▸ How to complete this task
Could you set down every entry exactly as it appears?

[Start of section]

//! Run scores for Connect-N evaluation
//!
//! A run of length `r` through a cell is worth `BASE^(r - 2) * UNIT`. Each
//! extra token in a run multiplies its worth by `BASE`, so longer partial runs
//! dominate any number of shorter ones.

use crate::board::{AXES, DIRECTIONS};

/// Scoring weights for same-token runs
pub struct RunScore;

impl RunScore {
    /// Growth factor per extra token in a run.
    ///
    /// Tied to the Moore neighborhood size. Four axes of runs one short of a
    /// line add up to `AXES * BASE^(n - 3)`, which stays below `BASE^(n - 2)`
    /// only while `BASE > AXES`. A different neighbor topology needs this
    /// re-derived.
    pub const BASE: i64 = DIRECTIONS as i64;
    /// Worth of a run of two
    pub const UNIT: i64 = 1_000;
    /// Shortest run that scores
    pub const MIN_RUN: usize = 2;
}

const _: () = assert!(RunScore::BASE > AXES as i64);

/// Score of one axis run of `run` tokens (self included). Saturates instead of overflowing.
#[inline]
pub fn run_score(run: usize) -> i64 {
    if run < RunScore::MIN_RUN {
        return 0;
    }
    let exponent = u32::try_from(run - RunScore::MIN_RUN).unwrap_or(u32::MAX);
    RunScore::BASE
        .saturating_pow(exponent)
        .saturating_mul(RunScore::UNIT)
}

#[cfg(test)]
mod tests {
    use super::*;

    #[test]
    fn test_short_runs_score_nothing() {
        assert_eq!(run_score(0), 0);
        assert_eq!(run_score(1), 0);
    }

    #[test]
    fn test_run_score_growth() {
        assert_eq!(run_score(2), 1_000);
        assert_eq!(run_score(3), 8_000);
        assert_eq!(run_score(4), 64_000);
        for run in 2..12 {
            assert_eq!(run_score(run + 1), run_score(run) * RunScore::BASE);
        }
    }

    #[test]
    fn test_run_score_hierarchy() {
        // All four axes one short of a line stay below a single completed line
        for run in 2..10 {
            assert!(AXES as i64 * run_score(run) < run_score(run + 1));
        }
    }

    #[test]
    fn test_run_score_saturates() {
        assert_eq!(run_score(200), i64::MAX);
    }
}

[End of section]

▸ Exercise answer
//! Run scores for Connect-N evaluation
//!
//! A run of length `r` through a cell is worth `BASE^(r - 2) * UNIT`. Each
//! extra token in a run multiplies its worth by `BASE`, so longer partial runs
//! dominate any number of shorter ones.

use crate::board::{AXES, DIRECTIONS};

/// Scoring weights for same-token runs
pub struct RunScore;

impl RunScore {
    /// Growth factor per extra token in a run.
    ///
    /// Tied to the Moore neighborhood size. Four axes of runs one short of a
    /// line add up to `AXES * BASE^(n - 3)`, which stays below `BASE^(n - 2)`
    /// only while `BASE > AXES`. A different neighbor topology needs this
    /// re-derived.
    pub const BASE: i64 = DIRECTIONS as i64;
    /// Worth of a run of two
    pub const UNIT: i64 = 1_000;
    /// Shortest run that scores
    pub const MIN_RUN: usize = 2;
}

const _: () = assert!(RunScore::BASE > AXES as i64);

/// Score of one axis run of `run` tokens (self included). Saturates instead of overflowing.
#[inline]
pub fn run_score(run: usize) -> i64 {
    if run < RunScore::MIN_RUN {
        return 0;
    }
    let exponent = u32::try_from(run - RunScore::MIN_RUN).unwrap_or(u32::MAX);
    RunScore::BASE
        .saturating_pow(exponent)
        .saturating_mul(RunScore::UNIT)
}

#[cfg(test)]
mod tests {
    use super::*;

    #[test]
    fn test_short_runs_score_nothing() {
        assert_eq!(run_score(0), 0);
        assert_eq!(run_score(1), 0);
    }

    #[test]
    fn test_run_score_growth() {
        assert_eq!(run_score(2), 1_000);
        assert_eq!(run_score(3), 8_000);
        assert_eq!(run_score(4), 64_000);
        for run in 2..12 {
            assert_eq!(run_score(run + 1), run_score(run) * RunScore::BASE);
        }
    }

    #[test]
    fn test_run_score_hierarchy() {
        // All four axes one short of a line stay below a single completed line
        for run in 2..10 {
            assert!(AXES as i64 * run_score(run) < run_score(run + 1));
        }
    }

    #[test]
    fn test_run_score_saturates() {
        assert_eq!(run_score(200), i64::MAX);
    }
}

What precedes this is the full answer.